31 mars 2018

Lucy & Cie

Est-ce qu'il y a assez d'amour
Ce soir
Sur terre
Pour combler mon coeur ?

29 mars 2018

Odaklem.

   (Je me suis coupée les ongles) (je me suis lavée) Tout va bien.
   De jeunes filles riaent dans le métro, l'homme en noir assis à ma gauche un peu moins : "Putain ! Il fait froid ! ...faire fout' !" Gestes brusques et disruptifs.

   Mes moments de vie sont de moins en moins construits de didascalies et emplis de plus en plus de vivres.

   "Hé ! Reste bien comme ça hein. Signe de croix. Reste bien comme ça hein. Signe de croix."

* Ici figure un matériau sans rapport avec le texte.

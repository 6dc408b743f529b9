//! `clap`-derive argument parsing for the subcommands this binary exposes:
//! `create`, `run`, `exec`, `update`, plus shell completion generation.

use std::path::PathBuf;

use clap::{Parser, Subcommand};

#[derive(Debug, Parser)]
#[command(name = "nscon", version, about = "Construct and control containers built from Linux namespaces and cgroups")]
pub struct Opts {
    #[command(flatten)]
    pub global: GlobalArgs,

    #[command(subcommand)]
    pub command: Command,
}

#[derive(Debug, Parser)]
pub struct GlobalArgs {
    /// Path to the nsinit binary used as the default container init.
    #[arg(long)]
    pub nsinit_path: Option<PathBuf>,
    /// Uid the default init argv is built with.
    #[arg(long)]
    pub nsinit_uid: Option<u32>,
    /// Gid the default init argv is built with.
    #[arg(long)]
    pub nsinit_gid: Option<u32>,
    /// Redirect structured stdout (NsHandle/pid) to this fd instead of 1.
    #[arg(long)]
    pub nscon_output_fd: Option<i32>,
    /// Path to a TOML config file overriding compiled-in defaults.
    #[arg(long)]
    pub config: Option<PathBuf>,
    /// Logging verbosity, one of error/warn/info/debug/trace.
    #[arg(long)]
    pub log_level: Option<String>,
    /// Logging output format: text, json, or legacy (bracketed wire format).
    #[arg(long)]
    pub log_format: Option<String>,
    /// Shorthand for `--log-level debug`.
    #[arg(short, long)]
    pub debug: bool,
    /// Log to this file instead of stderr.
    #[arg(long)]
    pub log_file: Option<PathBuf>,
}

#[derive(Debug, Subcommand)]
pub enum Command {
    /// Creates a new container from a TOML-encoded `ContainerSpec`.
    Create(CreateArgs),
    /// Runs a command inside an existing container's namespaces.
    Run(RunArgs),
    /// Execs a command inside an existing container's namespaces, replacing
    /// the calling process.
    Exec(ExecArgs),
    /// Migrates a running container's process into additional namespaces.
    Update(UpdateArgs),
    /// Emits a shell completion script.
    Completion(CompletionArgs),
}

#[derive(Debug, Parser)]
pub struct CreateArgs {
    /// Path to a TOML file describing the `ContainerSpec`.
    pub spec: PathBuf,
    /// Argv for the container's init; defaults to the configured nsinit
    /// wrapper when empty.
    #[arg(trailing_var_arg = true, allow_hyphen_values = true)]
    pub init_argv: Vec<String>,
}

#[derive(Debug, Parser)]
pub struct RunArgs {
    /// The `NsHandle` string returned by `create`.
    pub handle: String,
    /// Path to a TOML file describing the `RunSpec`.
    pub run_spec: PathBuf,
    /// Argv to run inside the container.
    #[arg(trailing_var_arg = true, allow_hyphen_values = true)]
    pub argv: Vec<String>,
}

#[derive(Debug, Parser)]
pub struct ExecArgs {
    /// The `NsHandle` string returned by `create`.
    pub handle: String,
    /// Argv to exec inside the container.
    #[arg(trailing_var_arg = true, allow_hyphen_values = true)]
    pub argv: Vec<String>,
}

#[derive(Debug, Parser)]
pub struct UpdateArgs {
    /// The `NsHandle` string returned by `create`.
    pub handle: String,
    /// Path to a TOML file describing the namespace subspecs to migrate
    /// into.
    pub spec: PathBuf,
}

#[derive(Debug, Parser)]
pub struct CompletionArgs {
    #[arg(value_enum)]
    pub shell: clap_complete::Shell,
}
//! Structured logging: an `EnvFilter`-driven level, optional JSON
//! formatting, and an optional `tracing-journald` sink. On top of that this
//! crate adds a compatibility
//! layer emitting the legacy `"[<tag> <LEVEL> <file>:<line>] <message>"`
//! wire format for anything still scraping stderr text, gated by a
//! process-wide active-silencer counter.

use std::borrow::Cow;
use std::fs::OpenOptions;
use std::path::PathBuf;
use std::str::FromStr;
use std::sync::atomic::{AtomicUsize, Ordering};

use anyhow::{bail, Context, Result};
use once_cell::sync::Lazy;
use tracing::Level;
use tracing_subscriber::fmt::format::{FormatEvent, FormatFields, Writer};
use tracing_subscriber::fmt::FmtContext;
use tracing_subscriber::prelude::*;
use tracing_subscriber::registry::LookupSpan;

const LOG_FORMAT_TEXT: &str = "text";
const LOG_FORMAT_JSON: &str = "json";
const LOG_FORMAT_LEGACY: &str = "legacy";

enum LogFormat {
    Text,
    Json,
    Legacy,
}

#[cfg(debug_assertions)]
const DEFAULT_LOG_LEVEL: &str = "debug";
#[cfg(not(debug_assertions))]
const DEFAULT_LOG_LEVEL: &str = "warn";

/// Guards the legacy text formatter: `silence()`/`unsilence()` bump/drop
/// this counter, and the formatter emits nothing while it is nonzero.
/// Mirrors the source's `log_silencer_count_mutex_` — a process-wide,
/// read-mostly counter that is deliberately never torn down.
static SILENCER_COUNT: Lazy<AtomicUsize> = Lazy::new(|| AtomicUsize::new(0));

pub fn silence() {
    SILENCER_COUNT.fetch_add(1, Ordering::SeqCst);
}

pub fn unsilence() {
    SILENCER_COUNT.fetch_update(Ordering::SeqCst, Ordering::SeqCst, |n| {
        Some(n.saturating_sub(1))
    })
    .ok();
}

fn is_silenced() -> bool {
    SILENCER_COUNT.load(Ordering::SeqCst) > 0
}

struct LegacyFormatter {
    tag: &'static str,
}

impl<S, N> FormatEvent<S, N> for LegacyFormatter
where
    S: tracing::Subscriber + for<'a> LookupSpan<'a>,
    N: for<'a> FormatFields<'a> + 'static,
{
    fn format_event(
        &self,
        ctx: &FmtContext<'_, S, N>,
        mut writer: Writer<'_>,
        event: &tracing::Event<'_>,
    ) -> std::fmt::Result {
        if is_silenced() {
            return Ok(());
        }
        let meta = event.metadata();
        write!(
            writer,
            "[{} {} {}:{}] ",
            self.tag,
            meta.level(),
            meta.file().unwrap_or("?"),
            meta.line().unwrap_or(0),
        )?;
        ctx.field_format().format_fields(writer.by_ref(), event)?;
        writeln!(writer)
    }
}

fn detect_log_format(input: Option<&str>) -> Result<LogFormat> {
    match input {
        None | Some(LOG_FORMAT_TEXT) => Ok(LogFormat::Text),
        Some(LOG_FORMAT_JSON) => Ok(LogFormat::Json),
        Some(LOG_FORMAT_LEGACY) => Ok(LogFormat::Legacy),
        Some(unknown) => bail!("unknown log format: {unknown}"),
    }
}

fn detect_log_level(input: Option<String>, is_debug: bool) -> Result<Level> {
    let level: Cow<str> = match input {
        None if is_debug => "debug".into(),
        None => DEFAULT_LOG_LEVEL.into(),
        Some(level) => level.into(),
    };
    Ok(Level::from_str(level.as_ref())?)
}

#[derive(Debug, Default)]
pub struct ObservabilityConfig {
    pub log_debug_flag: bool,
    pub log_level: Option<String>,
    pub log_file: Option<PathBuf>,
    pub log_format: Option<String>,
    pub journald: bool,
}

pub fn init(config: ObservabilityConfig) -> Result<()> {
    let level = detect_log_level(config.log_level, config.log_debug_flag)
        .context("failed to parse log level")?;
    let filter = tracing_subscriber::filter::LevelFilter::from(level);
    let format = detect_log_format(config.log_format.as_deref())
        .context("failed to detect log format")?;

    let journald = if config.journald {
        match tracing_journald::layer() {
            Ok(layer) => Some(layer.with_syslog_identifier("nscon".to_string())),
            Err(err) => {
                eprintln!("failed to initialize syslog logging: {err:?}");
                None
            }
        }
    } else {
        None
    };

    let subscriber = tracing_subscriber::registry().with(filter).with(journald);

    match (config.log_file.as_ref(), format) {
        (None, LogFormat::Text) => subscriber
            .with(
                tracing_subscriber::fmt::layer()
                    .without_time()
                    .with_writer(std::io::stderr),
            )
            .try_init(),
        (None, LogFormat::Json) => subscriber
            .with(
                tracing_subscriber::fmt::layer()
                    .json()
                    .flatten_event(true)
                    .with_span_list(false)
                    .with_writer(std::io::stderr),
            )
            .try_init(),
        (None, LogFormat::Legacy) => subscriber
            .with(
                tracing_subscriber::fmt::layer()
                    .event_format(LegacyFormatter { tag: "nscon" })
                    .with_writer(std::io::stderr),
            )
            .try_init(),
        (Some(path), format) => {
            let file = OpenOptions::new()
                .create(true)
                .write(true)
                .truncate(false)
                .open(path)
                .context("failed to open log file")?;
            match format {
                LogFormat::Json => subscriber
                    .with(
                        tracing_subscriber::fmt::layer()
                            .json()
                            .flatten_event(true)
                            .with_span_list(false)
                            .with_writer(file),
                    )
                    .try_init(),
                LogFormat::Legacy => subscriber
                    .with(
                        tracing_subscriber::fmt::layer()
                            .event_format(LegacyFormatter { tag: "nscon" })
                            .with_writer(file),
                    )
                    .try_init(),
                LogFormat::Text => subscriber
                    .with(tracing_subscriber::fmt::layer().with_writer(file))
                    .try_init(),
            }
        }
    }
    .map_err(|e| anyhow::anyhow!("failed to init logger: {e}"))
}

#[cfg(test)]
mod tests {
    use super::*;

    #[test]
    fn detect_log_level_parses_all_named_levels() {
        let cases = [
            ("error", Level::ERROR),
            ("warn", Level::WARN),
            ("info", Level::INFO),
            ("debug", Level::DEBUG),
            ("trace", Level::TRACE),
        ];
        for (input, expected) in cases {
            assert_eq!(
                detect_log_level(Some(input.to_string()), false).unwrap(),
                expected
            );
        }
        assert_eq!(detect_log_level(None, true).unwrap(), Level::DEBUG);
        assert!(detect_log_level(Some("bogus".to_string()), false).is_err());
    }

    #[test]
    fn detect_log_format_rejects_unknown() {
        assert!(detect_log_format(Some("xml")).is_err());
        assert!(matches!(
            detect_log_format(Some("legacy")).unwrap(),
            LogFormat::Legacy
        ));
    }

    #[test]
    #[serial_test::serial]
    fn silencer_gates_legacy_formatter() {
        assert!(!is_silenced());
        silence();
        assert!(is_silenced());
        silence();
        unsilence();
        assert!(is_silenced());
        unsilence();
        assert!(!is_silenced());
    }
}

   Foulard fushia sur le front, voix suave, rauque et un brin aigrie. Trente-six ans je dirais.
   Il reste comme ça, hein. Dans la même position depuis que je sois rentrée dans le métro.

   Campo Formio.

   Je descends.

   Les autres gens mettent un pied devant l'autre bien mieux que moi. Les portiques du métro s'ouvrent quand même à mon approche. Le feu vert est au rendez-vous ; je ne regarde pas trop devant car il n'y a rien à voir. Rien avoir avec ce que j'ai vécu  : je me rassure. Je ne suis pas plus saoul que les 24 dernières années.
   Il n'y a que la sérénité qui remplit autant la panse et qui fait marcher aussi droit, aussi assurément.
   J'assure ce soir : je me rassure. Je ne suis pas plus saoul ce soir que ce matin.


   Je suis dans mon lit desormais. Il n'y a rien. Il n'y a rien entre moi et le monde, il n'y a que la fenêtre entre moi et le réverbère, il n'y aura rien d'autre que la fatigue entre moi et elle et la pinte demain soir.
  
  
   Je me couche : je suis couchée. Allongée de tout mon long sur le clic-clac.
Je voudrais me laver, je voudrais me couper les ongles, je voudrais dormir.
   Je voudrais aller à Marseille.

   Je peux faire toutes ces choses.
   Mille fois.
   Par amour.

Pour moi.

25 mars 2018

Acuités

   Rien que le fait de dire : je vais aller me promener en ville.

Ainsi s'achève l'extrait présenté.